Wednesday, August 27, 2014

Silence - Shusaku Endo

“Silence” - Pertama kali saya berkenalan dengan novel ini adalah ketika GKY Green Ville
mementaskannya dalam sebuah drama pada tahun 2006. Beberapa waktu lalu saya menemukan novel ini di perpustakaan TTC dan begitu mulai membacanya, saya tidak bisa tidak membacanya sampai habis.
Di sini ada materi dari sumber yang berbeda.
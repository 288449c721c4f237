// BroadcastChannelManager: Centralized tokio broadcast channel management
// Single Responsibility: Broadcast channel lifecycle and subscription

use std::sync::{Arc, Mutex, MutexGuard, PoisonError};
use tokio::sync::broadcast;

use crate::engine::PresentationSnapshot;
use crate::gesture::StrumEvent;

/// Manages the presentation-facing tokio broadcast channels
///
/// Single Responsibility: Broadcast channel lifecycle and subscription
///
/// The frame orchestrator publishes through this manager; the presentation
/// collaborator, the debug HTTP surface and the CLI subscribe. Cloning the
/// manager shares the same channels.
///
/// # Channel Types
/// - Presentation: one read-only snapshot per frame tick
/// - Strum Events: every detected strum, for visual feedback
#[derive(Clone)]
pub struct BroadcastChannelManager {
    presentation: Arc<Mutex<Option<broadcast::Sender<PresentationSnapshot>>>>,
    strum_events: Arc<Mutex<Option<broadcast::Sender<StrumEvent>>>>,
    latest_presentation: Arc<Mutex<Option<PresentationSnapshot>>>,
}

fn lock<T>(slot: &Mutex<T>) -> MutexGuard<'_, T> {
    // Slots hold plain values; a poisoned lock still guards consistent data.
    slot.lock().unwrap_or_else(PoisonError::into_inner)
}

impl BroadcastChannelManager {
    /// Create a new BroadcastChannelManager with all channels uninitialized
    ///
    /// Channels must be explicitly initialized via init_* methods before use.
    pub fn new() -> Self {
        Self {
            presentation: Arc::new(Mutex::new(None)),
            strum_events: Arc::new(Mutex::new(None)),
            latest_presentation: Arc::new(Mutex::new(None)),
        }
    }

    // ========================================================================
    // PRESENTATION CHANNEL
    // ========================================================================

    /// Initialize presentation broadcast channel
    ///
    /// Creates a broadcast channel with a 120-message buffer (two seconds of
    /// frames at 60 Hz).
    ///
    /// # Returns
    /// `broadcast::Sender<PresentationSnapshot>` - Sender for publishing snapshots
    ///
    /// # Notes
    /// - Old messages dropped if buffer fills (lagged subscribers)
    /// - The latest snapshot is also kept for polling readers
    pub fn init_presentation(&self) -> broadcast::Sender<PresentationSnapshot> {
        let (tx, _) = broadcast::channel(120);
        *lock(&self.presentation) = Some(tx.clone());
        tx
    }

    /// Subscribe to presentation snapshots
    ///
    /// # Returns
    /// `Option<broadcast::Receiver<PresentationSnapshot>>` - Receiver or None if not initialized
    pub fn subscribe_presentation(&self) -> Option<broadcast::Receiver<PresentationSnapshot>> {
        lock(&self.presentation).as_ref().map(|tx| tx.subscribe())
    }

    /// Record and broadcast a snapshot. Sending without subscribers is fine.
    pub fn publish_presentation(&self, snapshot: &PresentationSnapshot) {
        *lock(&self.latest_presentation) = Some(snapshot.clone());
        if let Some(tx) = lock(&self.presentation).as_ref() {
            let _ = tx.send(snapshot.clone());
        }
    }

    /// Most recently published snapshot
    pub fn latest_presentation(&self) -> Option<PresentationSnapshot> {
        lock(&self.latest_presentation).clone()
    }

    // ========================================================================
    // STRUM EVENTS CHANNEL
    // ========================================================================

    /// Initialize strum event broadcast channel
    ///
    /// # Returns
    /// `broadcast::Sender<StrumEvent>` - Sender for publishing strums
    ///
    /// # Notes
    /// - Buffer size: 64 messages; strums are debounced to at most 20 per second
    pub fn init_strum_events(&self) -> broadcast::Sender<StrumEvent> {
        let (tx, _) = broadcast::channel(64);
        *lock(&self.strum_events) = Some(tx.clone());
        tx
    }

    /// Subscribe to strum events
    ///
    /// # Returns
    /// `Option<broadcast::Receiver<StrumEvent>>` - Receiver or None if not initialized
    pub fn subscribe_strum_events(&self) -> Option<broadcast::Receiver<StrumEvent>> {
        lock(&self.strum_events).as_ref().map(|tx| tx.subscribe())
    }

    pub fn publish_strum(&self, event: StrumEvent) {
        if let Some(tx) = lock(&self.strum_events).as_ref() {
            let _ = tx.send(event);
        }
    }
}

impl Default for BroadcastChannelManager {
    fn default() -> Self {
        Self::new()
    }
}

#[cfg(test)]
mod tests {
    use super::*;
    use crate::gesture::StrumDirection;

    #[test]
    fn test_presentation_channel_lifecycle() {
        let manager = BroadcastChannelManager::new();

        // Initially no subscription possible
        assert!(manager.subscribe_presentation().is_none());

        // Initialize channel
        let _tx = manager.init_presentation();

        // Now subscription works
        assert!(manager.subscribe_presentation().is_some());
    }

    #[test]
    fn test_presentation_keeps_latest_without_channel() {
        let manager = BroadcastChannelManager::new();
        assert!(manager.latest_presentation().is_none());

        let snapshot = PresentationSnapshot {
            timestamp_ms: 42.0,
            ..PresentationSnapshot::default()
        };
        manager.publish_presentation(&snapshot);
        assert_eq!(manager.latest_presentation().unwrap().timestamp_ms, 42.0);
    }

    #[test]
    fn test_strum_events_multiple_subscribers() {
        let manager = BroadcastChannelManager::new();
        let _tx = manager.init_strum_events();

        // Create two subscribers
        let mut rx1 = manager.subscribe_strum_events().unwrap();
        let mut rx2 = manager.subscribe_strum_events().unwrap();

        let event = StrumEvent {
            timestamp_ms: 10.0,
            string_index: 1,
            velocity: 0.4,
            direction: StrumDirection::Up,
            speed: 1.2,
        };
        manager.publish_strum(event);

        // Both subscribers receive the message
        assert_eq!(rx1.try_recv().unwrap(), event);
        assert_eq!(rx2.try_recv().unwrap(), event);
    }

    #[test]
    fn test_clones_share_channels() {
        let manager = BroadcastChannelManager::default();
        let clone = manager.clone();
        clone.init_presentation();
        assert!(manager.subscribe_presentation().is_some());
        assert!(manager.subscribe_strum_events().is_none());
    }
}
Shusaku Endo menulis novel ini dengan latar belakang periode sejarah di Jepang yang disebut sebagai ‘abad kekristenan’. Kekristenan dibawa masuk ke Jepang oleh Basque Francis Xavier pada tahun 1549. Pekerjaan misi itu berkembang sehingga pada tahun 1579 diperkirakan sudah ada 150.000 orang Kristen di sana. Tetapi pada tahun 1597, Hideyoshi, salah seorang tokoh pemersatu Jepang, memerintahkan eksekusi mati 26 orang misionaris Kristen. Walaupun begitu, pekerjaan misi masih bisa dilanjutkan. Tetapi, kemudian di bawah pemerintahan Ieyasu, penerus Hideyoshi, penganiayaan menjadi perintah resmi. Itulah pukulan mematikan bagi kekristenan di Jepang di saat sudah ada 300.000 orang Kristen dari 20 juta populasi orang Jepang. Akhirnya di bawah pemerintahan para penerus Ieyasu, perburuan atas orang Kristen dan khususnya para imam menjadi sangat sistematik dan kejam untuk menghapus habis kekristenan dari Jepang.
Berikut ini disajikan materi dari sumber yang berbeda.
//! Plucked-string synthesis for the audio thread
//!
//! Karplus-Strong strings shaped by a linear ADSR envelope. Every buffer is
//! allocated up front in [`SynthBank::new`]; [`SynthBank::apply`] and
//! [`SynthBank::render`] never allocate, lock or block, so both are safe to
//! call from the output callback.

use rand::rngs::StdRng;
use rand::{Rng, SeedableRng};

use crate::gesture::STRING_COUNT;

use super::voice::EnvelopeParams;
use super::VoiceCommand;

/// Lowest pitch a delay line can hold
const MIN_FREQUENCY_HZ: f32 = 20.0;

/// Loop-filter gain; closer to 1.0 rings longer
const STRING_DAMPING: f32 = 0.996;

#[derive(Debug, Clone, Copy, PartialEq)]
enum Stage {
    Off,
    Attack,
    Decay,
    Sustain,
    Release,
}

/// Per-sample linear ADSR
#[derive(Debug, Clone)]
struct Envelope {
    stage: Stage,
    level: f32,
    attack_step: f32,
    decay_step: f32,
    sustain_level: f32,
    release_samples: f32,
    release_step: f32,
}

impl Envelope {
    fn new(params: &EnvelopeParams, sample_rate: f32) -> Self {
        let samples = |ms: f32| (ms * sample_rate / 1000.0).max(1.0);
        Self {
            stage: Stage::Off,
            level: 0.0,
            attack_step: 1.0 / samples(params.attack_ms),
            decay_step: (1.0 - params.sustain_level) / samples(params.decay_ms),
            sustain_level: params.sustain_level,
            release_samples: samples(params.release_ms),
            release_step: 0.0,
        }
    }

    fn start(&mut self) {
        self.stage = Stage::Attack;
        self.level = 0.0;
    }

    fn release(&mut self) {
        if matches!(self.stage, Stage::Off | Stage::Release) {
            return;
        }
        self.stage = Stage::Release;
        self.release_step = self.level / self.release_samples;
    }

    fn kill(&mut self) {
        self.stage = Stage::Off;
        self.level = 0.0;
    }

    fn next(&mut self) -> f32 {
        match self.stage {
            Stage::Off => return 0.0,
            Stage::Attack => {
                self.level += self.attack_step;
                if self.level >= 1.0 {
                    self.level = 1.0;
                    self.stage = Stage::Decay;
                }
            }
            Stage::Decay => {
                self.level -= self.decay_step;
                if self.level <= self.sustain_level {
                    self.level = self.sustain_level;
                    self.stage = Stage::Sustain;
                }
            }
            Stage::Sustain => {}
            Stage::Release => {
                self.level -= self.release_step;
                if self.level <= 0.0 {
                    self.kill();
                }
            }
        }
        self.level
    }
}

#[derive(Debug, Clone, Copy)]
struct PendingPluck {
    frequency_hz: f32,
    gain: f32,
    delay_samples: u32,
}

/// One Karplus-Strong delay line plus its envelope
#[derive(Debug, Clone)]
struct PluckedString {
    delay_line: Vec<f32>,
    period: usize,
    position: usize,
    gain: f32,
    envelope: Envelope,
    pending: Option<PendingPluck>,
}

impl PluckedString {
    fn new(capacity: usize, envelope: Envelope) -> Self {
        Self {
            delay_line: vec![0.0; capacity],
            period: capacity,
            position: 0,
            gain: 0.0,
            envelope,
            pending: None,
        }
    }

    fn excite(&mut self, pluck: PendingPluck, sample_rate: f32, rng: &mut StdRng) {
        let period = (sample_rate / pluck.frequency_hz.max(MIN_FREQUENCY_HZ)).round() as usize;
        self.period = period.clamp(2, self.delay_line.len());
        self.position = 0;
        for sample in self.delay_line[..self.period].iter_mut() {
            *sample = rng.gen_range(-1.0..1.0);
        }
        self.gain = pluck.gain;
        self.envelope.start();
    }

    fn next_sample(&mut self, sample_rate: f32, rng: &mut StdRng) -> f32 {
        if let Some(mut pluck) = self.pending {
            if pluck.delay_samples == 0 {
                self.pending = None;
                self.excite(pluck, sample_rate, rng);
            } else {
                pluck.delay_samples -= 1;
                self.pending = Some(pluck);
            }
        }

        if self.envelope.stage == Stage::Off {
            return 0.0;
        }

        let current = self.delay_line[self.position];
        let next_position = (self.position + 1) % self.period;
        let next = self.delay_line[next_position];
        self.delay_line[self.position] = STRING_DAMPING * 0.5 * (current + next);
        self.position = next_position;

        current * self.envelope.next() * self.gain
    }

    fn is_active(&self) -> bool {
        self.pending.is_some() || self.envelope.stage != Stage::Off
    }
}

/// Six plucked strings mixed to mono
#[derive(Debug, Clone)]
pub struct SynthBank {
    strings: [PluckedString; STRING_COUNT],
    sample_rate: f32,
    muted: bool,
    volume: f32,
    rng: StdRng,
    frames_rendered: u64,
}

impl SynthBank {
    pub fn new(sample_rate: u32, envelope: EnvelopeParams) -> Self {
        let rate = sample_rate.max(1) as f32;
        let capacity = (rate / MIN_FREQUENCY_HZ).ceil() as usize + 1;
        let shape = Envelope::new(&envelope, rate);
        Self {
            strings: std::array::from_fn(|_| PluckedString::new(capacity, shape.clone())),
            sample_rate: rate,
            muted: false,
            volume: 1.0,
            // Fixed seed keeps offline renders reproducible.
            rng: StdRng::seed_from_u64(42),
            frames_rendered: 0,
        }
    }

    pub fn apply(&mut self, command: VoiceCommand) {
        match command {
            VoiceCommand::Trigger {
                string,
                frequency_hz,
                gain,
                delay_ms,
            } => {
                if let Some(target) = self.strings.get_mut(string) {
                    let delay_samples = (delay_ms.max(0.0) * self.sample_rate / 1000.0) as u32;
                    target.pending = Some(PendingPluck {
                        frequency_hz,
                        gain,
                        delay_samples,
                    });
                }
            }
            VoiceCommand::Release { string } => {
                if let Some(target) = self.strings.get_mut(string) {
                    // A release before the onset cancels the pluck.
                    target.pending = None;
                    target.envelope.release();
                }
            }
            VoiceCommand::SetVolume { volume } => self.volume = volume,
            VoiceCommand::Mute { muted } => self.muted = muted,
            VoiceCommand::StopAll => {
                for target in self.strings.iter_mut() {
                    target.pending = None;
                    target.envelope.kill();
                }
            }
        }
    }

    pub fn next_sample(&mut self) -> f32 {
        let mut mix = 0.0_f32;
        for string in self.strings.iter_mut() {
            mix += string.next_sample(self.sample_rate, &mut self.rng);
        }
        self.frames_rendered += 1;
        if self.muted {
            0.0
        } else {
            mix.clamp(-1.0, 1.0)
        }
    }

    /// Fill `out` with mono samples.
    pub fn render(&mut self, out: &mut [f32]) {
        for sample in out.iter_mut() {
            *sample = self.next_sample();
        }
    }

    pub fn active_strings(&self) -> usize {
        self.strings.iter().filter(|s| s.is_active()).count()
    }

    /// Last master volume received; gains already include it
    pub fn volume(&self) -> f32 {
        self.volume
    }

    pub fn frames_rendered(&self) -> u64 {
        self.frames_rendered
    }

    pub fn sample_rate(&self) -> u32 {
        self.sample_rate as u32
    }
}

/// Render timestamped commands offline into a mono buffer.
///
/// # Arguments
/// * `commands` - `(at_ms, command)` pairs in submission order, timed from
///   the start of the buffer
/// * `sample_rate` - Output rate in Hz
/// * `envelope` - Envelope applied to every string
/// * `duration_ms` - Length of the rendered buffer
///
/// # Returns
/// `duration_ms * sample_rate / 1000` samples
pub fn render_timeline(
    commands: &[(f64, VoiceCommand)],
    sample_rate: u32,
    envelope: EnvelopeParams,
    duration_ms: f64,
) -> Vec<f32> {
    let mut bank = SynthBank::new(sample_rate, envelope);
    let total = (duration_ms.max(0.0) * sample_rate as f64 / 1000.0) as usize;
    let mut out = Vec::with_capacity(total);
    let mut next = 0;

    for frame in 0..total {
        let now_ms = frame as f64 * 1000.0 / sample_rate as f64;
        while next < commands.len() && commands[next].0 <= now_ms {
            bank.apply(commands[next].1);
            next += 1;
        }
        out.push(bank.next_sample());
    }
    out
}
//! Backend abstractions for the audio-output collaborator.

use std::time::Instant;

use crate::audio::VoiceCommand;
use crate::error::AudioError;

/// Trait implemented by audio-output backends.
///
/// Backends are owned by the frame orchestrator and driven from the frame
/// cadence only. `submit` must never block: a backend that cannot accept a
/// command reports an error and the command is dropped.
pub trait AudioBackend {
    fn start(&mut self) -> Result<(), AudioError>;
    fn stop(&mut self) -> Result<(), AudioError>;

    /// Hand over one command produced at frame time `at_ms`.
    fn submit(&mut self, command: VoiceCommand, at_ms: f64) -> Result<(), AudioError>;

    fn is_running(&self) -> bool;
    fn name(&self) -> &'static str;

    /// Fill level of the backend's command queue, if it has one
    fn queue_occupancy_percent(&self) -> Option<f32> {
        None
    }
}

impl<T: AudioBackend + ?Sized> AudioBackend for Box<T> {
    fn start(&mut self) -> Result<(), AudioError> {
        (**self).start()
    }

    fn stop(&mut self) -> Result<(), AudioError> {
        (**self).stop()
    }

    fn submit(&mut self, command: VoiceCommand, at_ms: f64) -> Result<(), AudioError> {
        (**self).submit(command, at_ms)
    }

    fn is_running(&self) -> bool {
        (**self).is_running()
    }

    fn name(&self) -> &'static str {
        (**self).name()
    }

    fn queue_occupancy_percent(&self) -> Option<f32> {
        (**self).queue_occupancy_percent()
    }
}

/// Trait representing a monotonic time source used to time frame ticks.
pub trait TimeSource: Send + Sync {
    fn now(&self) -> Instant;
}

/// Default time source backed by `Instant::now`.
#[derive(Default)]
pub struct SystemTimeSource {
    _unit: (),
}

impl TimeSource for SystemTimeSource {
    fn now(&self) -> Instant {
        Instant::now()
    }
}

#[cfg(not(target_os = "android"))]
mod cpal;
#[cfg(not(target_os = "android"))]
pub use cpal::CpalBackend;

mod desktop_stub;
pub use desktop_stub::{CommandLog, DesktopStubBackend, StubTimeSource};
Pada mulanya, cara eksekusi yang paling lazim adalah dengan membakar orang Kristen hidup-hidup. Lama kelamaan, cara eksekusi dirancang sedemikian rupa supaya orang Kristen tidak tahan dan murtad. Salah satunya adalah dengan menggantung orang Kristen di dalam sumur. Seluruh tubuh orang itu akan diikat erat dengan tali sampai batas dada (satu tangan dibiarkan bebas untuk memberi tanda ingin murtad) dan dia digantung terbalik ke dalam sumur yang penuh berisi kotoran. Untuk memberikan jalan keluar bagi darah maka dahinya diberi sayatan tipis dengan pisau dan darah akan menetes perlahan dari luka itu. Mereka yang kuat bisa bertahan lebih dari seminggu sebelum mati, tetapi banyak yang tidak bisa bertahan lebih dari satu atau dua hari. Cara ini sangat efektif membuat orang Kristen menyangkal Yesus.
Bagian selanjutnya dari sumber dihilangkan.